RNeasy with DNase Treatment

 Dominik Haudenschild, March 2000 UC Davis
  1. Disrupt tissue and homogenize lysate
    use 600µl of buffer RLT per 30mg of tissue
    add 10µl ßMe per 1ml buffer RLT before use
  2. Centrifuge lysate for 3 min at max speed
  3. Add 1 volume 70% ethanol to cleared lysate and mix well
  4. Apply 700µl of sample to RNeasy column, centrifuge _10,000rpm
    discard flowthru and reuse collection tube in step 5
  5. Pipet 350µl buffer RW1 into the spin column, centrifuge _10,000rpm
    discard flowthru and reuse collection tube in step 6
  6. Add 10µl DNase-I stock solution to 70µl buffer RDD. Mix gently
    DNase-I is especially sensitive to physical denaturation. Mixing should only be
    carried out by gently inverting the tube. Do NOT vortex.
  7. Pipet the DNase-I incubation mix directly onto the spin-column membrane
    place on benchtop for 15 minutes. Make sure to pipet the DNase mixture directly
    onto the spin column membrane. Incomplete digestion will occur if mix sticks to
    walls of tube.
  8. Pipet 350µl Buffer RW1 into the spin column, centrifuge _10,000rpm.

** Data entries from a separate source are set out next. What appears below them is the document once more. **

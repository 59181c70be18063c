//! # A.R.I.S.E Core
//!
//! Domain types, traits, and error definitions for the A.R.I.S.E portfolio
//! assistant. This crate has **zero framework dependencies**: it defines the
//! domain model that all other crates implement against.
//!
//! Every collaborator of the conversation pipeline is a trait here:
//! the language backend ([`Provider`]), locally callable functions
//! ([`Tool`]), the turn log ([`TranscriptStore`]) and the document
//! collection ([`DocumentSource`]). Implementations live in their own crates
//! and tests swap in mocks.

pub mod error;
pub mod message;
pub mod provider;
pub mod tool;
pub mod transcript;
pub mod document;

// Re-export key types at crate root for ergonomics
pub use error::{Error, Result};
pub use message::{Message, Role, Conversation, ConversationId};
pub use provider::{BackendReply, Provider, ProviderRequest, ProviderResponse};
pub use tool::{Tool, ToolCall, ToolResult, ToolRegistry};
pub use transcript::{Speaker, Turn, TranscriptStore};
pub use document::DocumentSource;
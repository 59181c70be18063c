//! The conversation pipeline of A.R.I.S.E.
//!
//! Every inbound message flows through the same stages:
//!
//! 1. **Classify** the message by keyword patterns ([`Classifier`])
//! 2. **Short-circuit** greetings and out-of-scope topics with canned replies
//! 3. **Assemble** the prompt from the system instruction, the capped
//!    document context ([`ContextCache`]) and the question
//! 4. **Call** the backend, running at most one tool round-trip
//! 5. **Sanitize** the reply into plain text ([`sanitize`])
//! 6. **Record** the exchange in the transcript ([`Session`])

pub mod backend;
pub mod bootstrap;
pub mod classifier;
pub mod context_cache;
pub mod orchestrator;
pub mod prompts;
pub mod sanitizer;
pub mod session;

#[cfg(test)]
mod test_helpers;

pub use backend::{Backend, ChatHandle};
pub use bootstrap::{backend_for, build_session, open_transcript};
pub use classifier::{Classification, Classifier, Polarity};
pub use context_cache::{ContextCache, ContextOptions};
pub use orchestrator::{Answer, Orchestrator, SourceTag};
pub use sanitizer::sanitize;
pub use session::Session;
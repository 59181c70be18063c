//! Web search tool: returns simulated search results.
//!
//! The portfolio deployment has no search API behind it; results are
//! deterministic, built from the query, so the tool round-trip works
//! end-to-end without network access.

use async_trait::async_trait;
use arise_core::error::ToolError;
use arise_core::tool::{Tool, ToolResult};
use serde::Serialize;
use tracing::info;

pub struct WebSearchTool;

#[async_trait]
impl Tool for WebSearchTool {
    fn name(&self) -> &str {
        "web_search"
    }

    fn description(&self) -> &str {
        "Performs a web search to find recent or real-time information."
    }

    // Gemini accepts only an OpenAPI subset: no "default", no "additionalProperties".
    fn parameters_schema(&self) -> serde_json::Value {
        serde_json::json!({
            "type": "object",
            "properties": {
                "query": {
                    "type": "string",
                    "description": "The search query"
                }
            },
            "required": ["query"]
        })
    }

    async fn execute(&self, arguments: serde_json::Value) -> Result<ToolResult, ToolError> {
        let query = arguments["query"]
            .as_str()
            .map(str::trim)
            .filter(|q| !q.is_empty())
            .ok_or_else(|| ToolError::InvalidArguments("Missing 'query' argument".into()))?;

        info!(query, "Performing web search");

        let results = simulated_results(query);
        let data = serde_json::to_value(&results).map_err(|e| ToolError::ExecutionFailed {
            tool_name: "web_search".into(),
            reason: e.to_string(),
        })?;

        Ok(ToolResult::from_data(data))
    }
}

#[derive(Debug, Clone, Serialize)]
struct SearchResult {
    title: String,
    snippet: String,
}

fn simulated_results(query: &str) -> Vec<SearchResult> {
    vec![
        SearchResult {
            title: format!("What is {query}?"),
            snippet: format!("{query} is a topic of great interest."),
        },
        SearchResult {
            title: format!("Recent news about {query}"),
            snippet: format!("New developments concerning {query} have emerged recently."),
        },
    ]
}

#[cfg(test)]
mod tests {
    use super::*;

    #[tokio::test]
    async fn returns_two_results_for_query() {
        let result = WebSearchTool
            .execute(serde_json::json!({"query": "WebAssembly"}))
            .await
            .unwrap();
        let data = result.data.unwrap();
        let items = data.as_array().unwrap();
        assert_eq!(items.len(), 2);
        assert_eq!(items[0]["title"], "What is WebAssembly?");
        assert!(result.output.contains("Recent news about WebAssembly"));
    }

    #[tokio::test]
    async fn missing_query_rejected() {
        let err = WebSearchTool
            .execute(serde_json::json!({"q": "oops"}))
            .await
            .unwrap_err();
        assert!(matches!(err, ToolError::InvalidArguments(_)));
    }

    #[tokio::test]
    async fn blank_query_rejected() {
        let err = WebSearchTool
            .execute(serde_json::json!({"query": "   "}))
            .await
            .unwrap_err();
        assert!(matches!(err, ToolError::InvalidArguments(_)));
    }

    #[test]
    fn schema_avoids_unsupported_keywords() {
        let schema = WebSearchTool.parameters_schema().to_string();
        assert!(!schema.contains("default"));
        assert!(schema.contains("\"required\":[\"query\"]"));
    }
}
//! Shared test helpers: a scripted provider and canned documents.

use arise_core::document::DocumentSource;
use arise_core::error::{DocumentError, ProviderError};
use arise_core::message::{Message, MessageToolCall};
use arise_core::provider::{Provider, ProviderRequest, ProviderResponse, Usage};
use std::collections::VecDeque;
use std::sync::Mutex;
use std::time::Duration;

/// A provider that replays scripted outcomes in order and records every
/// request it receives. Once the script is exhausted it fails.
pub struct ScriptedProvider {
    script: Mutex<VecDeque<Result<ProviderResponse, ProviderError>>>,
    requests: Mutex<Vec<ProviderRequest>>,
    delay: Option<Duration>,
}

impl ScriptedProvider {
    pub fn new(script: Vec<Result<ProviderResponse, ProviderError>>) -> Self {
        Self {
            script: Mutex::new(script.into()),
            requests: Mutex::new(Vec::new()),
            delay: None,
        }
    }

    pub fn texts(texts: &[&str]) -> Self {
        Self::new(texts.iter().map(|t| Ok(text_response(t))).collect())
    }

    /// Sleep before answering, so concurrent callers overlap.
    pub fn with_delay(mut self, delay: Duration) -> Self {
        self.delay = Some(delay);
        self
    }

    pub fn requests(&self) -> Vec<ProviderRequest> {
        self.requests.lock().unwrap().clone()
    }

    pub fn call_count(&self) -> usize {
        self.requests.lock().unwrap().len()
    }
}

#[async_trait::async_trait]
impl Provider for ScriptedProvider {
    fn name(&self) -> &str {
        "scripted_mock"
    }

    async fn complete(&self, request: ProviderRequest) -> Result<ProviderResponse, ProviderError> {
        self.requests.lock().unwrap().push(request);
        let next = self.script.lock().unwrap().pop_front();
        if let Some(delay) = self.delay {
            tokio::time::sleep(delay).await;
        }
        next.unwrap_or_else(|| {
            Err(ProviderError::ApiError {
                status_code: 500,
                message: "script exhausted".into(),
            })
        })
    }
}

pub fn text_response(text: &str) -> ProviderResponse {
    ProviderResponse {
        message: Message::assistant(text),
        usage: Some(Usage {
            prompt_tokens: 10,
            completion_tokens: 5,
            total_tokens: 15,
        }),
        model: "mock-model".into(),
    }
}

pub fn call_response(name: &str, arguments: &str) -> ProviderResponse {
    let mut message = Message::assistant("");
    message.tool_calls = vec![MessageToolCall {
        id: format!("call_{name}"),
        name: name.into(),
        arguments: arguments.into(),
    }];
    ProviderResponse {
        message,
        usage: None,
        model: "mock-model".into(),
    }
}

/// An in-memory document collection. `None` = the collection is missing.
pub struct StaticDocuments {
    docs: Option<Vec<(String, Option<String>)>>,
}

impl StaticDocuments {
    pub fn new(docs: &[(&str, &str)]) -> Self {
        Self {
            docs: Some(
                docs.iter()
                    .map(|(n, t)| (n.to_string(), Some(t.to_string())))
                    .collect(),
            ),
        }
    }

    pub fn missing() -> Self {
        Self { docs: None }
    }

    /// Add a document whose type is not extractable.
    pub fn with_skipped(mut self, name: &str) -> Self {
        if let Some(docs) = self.docs.as_mut() {
            docs.push((name.to_string(), None));
        }
        self
    }
}

#[async_trait::async_trait]
impl DocumentSource for StaticDocuments {
    async fn list(&self) -> Result<Vec<String>, DocumentError> {
        match &self.docs {
            Some(docs) => Ok(docs.iter().map(|(n, _)| n.clone()).collect()),
            None => Err(DocumentError::CollectionMissing("docs".into())),
        }
    }

    async fn read_text(&self, filename: &str) -> Result<Option<String>, DocumentError> {
        let docs = self
            .docs
            .as_ref()
            .ok_or_else(|| DocumentError::CollectionMissing("docs".into()))?;
        docs.iter()
            .find(|(n, _)| n == filename)
            .map(|(_, t)| t.clone())
            .ok_or_else(|| DocumentError::Unreadable {
                filename: filename.into(),
                reason: "not found".into(),
            })
    }
}
//! Built-in tool implementations for A.R.I.S.E.
//!
//! Tools are functions the model may ask to run mid-turn; their JSON results
//! are handed back to the model to finish the answer.

pub mod web_search;

use arise_core::tool::ToolRegistry;

pub use web_search::WebSearchTool;

/// Create a tool registry with all built-in tools.
pub fn default_registry() -> ToolRegistry {
    let mut registry = ToolRegistry::new();
    registry.register(Box::new(web_search::WebSearchTool));
    registry
}

#[cfg(test)]
mod tests {
    use super::*;

    #[test]
    fn default_registry_offers_web_search() {
        let registry = default_registry();
        assert_eq!(registry.names(), vec!["web_search"]);
        let defs = registry.definitions();
        assert_eq!(defs[0].parameters["required"][0], "query");
    }
}
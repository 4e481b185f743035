use axum::{
    Router, middleware,
    routing::{get, post},
};
use std::future::Future;
use std::net::SocketAddr;
use std::sync::Arc;
use tokio::net::TcpListener;

use crate::clock::Clock;
use crate::config::RateLimitConfig;
use crate::handlers::{
    create_user, delete_user, get_user, health_handler, list_users, metrics_handler, route_not_found,
    update_user,
};
use crate::middleware::{admit, log_requests};
use crate::notify::NotificationSink;
use crate::rate_limit::RateLimiter;
use crate::service::UserService;
use crate::state::AppState;
use crate::store::InMemoryUserStore;

/// Wires the limiter, the in-memory store and the notification sink into shared state.
pub fn build_state(
    config: &RateLimitConfig,
    rate_limit_prefix: &str,
    clock: Arc<dyn Clock>,
    notifications: NotificationSink,
) -> Arc<AppState> {
    let rate_limiter = Arc::new(RateLimiter::with_clock(config, clock));
    let users = UserService::new(Arc::new(InMemoryUserStore::new()), notifications);
    Arc::new(AppState::new(rate_limiter, rate_limit_prefix, users))
}

// creating the router with routes
pub fn router(state: Arc<AppState>) -> Router {
    Router::new()
        .route("/health", get(health_handler))
        .route("/metrics", get(metrics_handler))
        .route("/api/user", post(create_user).get(list_users))
        .route(
            "/api/user/{user_id}",
            get(get_user).put(update_user).delete(delete_user),
        )
        .fallback(route_not_found)
        .method_not_allowed_fallback(route_not_found)
        .layer(middleware::from_fn_with_state(state.clone(), admit))
        .layer(middleware::from_fn(log_requests))
        .with_state(state)
}

/// Serves until `shutdown` resolves. Peer addresses are recorded for admission control.
pub async fn serve<F>(listener: TcpListener, app: Router, shutdown: F) -> std::io::Result<()>
where
    F: Future<Output = ()> + Send + 'static,
{
    axum::serve(
        listener,
        app.into_make_service_with_connect_info::<SocketAddr>(),
    )
    .with_graceful_shutdown(shutdown)
    .await
}
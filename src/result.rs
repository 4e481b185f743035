use axum::Json;
use axum::http::StatusCode;
use axum::response::{IntoResponse, Response};
use serde::Serialize;

use crate::error::ApiError;

/// The single wire shape of every enveloped response.
///
/// Error fields are only present on failures; `data` is omitted when absent.
#[derive(Debug, Clone, Serialize, PartialEq)]
#[serde(rename_all = "camelCase")]
pub struct ResultEnvelope<T> {
    pub success: bool,
    pub message: String,
    #[serde(skip_serializing_if = "Option::is_none")]
    pub data: Option<T>,
    #[serde(skip_serializing_if = "Option::is_none")]
    pub error_code: Option<String>,
    #[serde(skip_serializing_if = "Option::is_none")]
    pub status_code: Option<u16>,
    #[serde(skip_serializing_if = "Option::is_none")]
    pub path: Option<String>,
}

impl<T> ResultEnvelope<T> {
    pub fn success(data: T, message: impl Into<String>) -> Self {
        Self {
            success: true,
            message: message.into(),
            data: Some(data),
            error_code: None,
            status_code: None,
            path: None,
        }
    }

    /// Success without a payload, e.g. after a deletion.
    pub fn success_message(message: impl Into<String>) -> Self {
        Self {
            success: true,
            message: message.into(),
            data: None,
            error_code: None,
            status_code: None,
            path: None,
        }
    }

    pub fn failure(error: &ApiError, path: impl Into<String>) -> Self {
        Self {
            success: false,
            message: error.message().to_owned(),
            data: None,
            error_code: Some(error.error_code().to_owned()),
            status_code: Some(error.status_code()),
            path: Some(path.into()),
        }
    }

    /// Failure that keeps a partial payload, e.g. the field error list.
    pub fn failure_with(data: T, error: &ApiError, path: impl Into<String>) -> Self {
        Self {
            data: Some(data),
            ..Self::failure(error, path)
        }
    }
}

// Envelope plus the HTTP status it is sent with
pub struct ApiResponse<T> {
    pub status: StatusCode,
    pub envelope: ResultEnvelope<T>,
}

impl<T> ApiResponse<T> {
    pub fn ok(data: T, message: &str) -> Self {
        Self {
            status: StatusCode::OK,
            envelope: ResultEnvelope::success(data, message),
        }
    }

    pub fn created(data: T, message: &str) -> Self {
        Self {
            status: StatusCode::CREATED,
            envelope: ResultEnvelope::success(data, message),
        }
    }

    pub fn message(message: &str) -> Self {
        Self {
            status: StatusCode::OK,
            envelope: ResultEnvelope::success_message(message),
        }
    }
}

impl<T: Serialize> IntoResponse for ApiResponse<T> {
    fn into_response(self) -> Response {
        (self.status, Json(self.envelope)).into_response()
    }
}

     discard flowthru and collection tube
  9. Place spin column onto new collection tube, pipet 500µl buffer RPE, centrifuge
    discard flowthru and reuse collection tube in step 10
  10. Pipet 500µl buffer RPE into column, centrifuge maximum speed _2 minutes to
    dry membrane.
  11. Transfer to 1.5ml collection tube, elute with 30-50µl of water.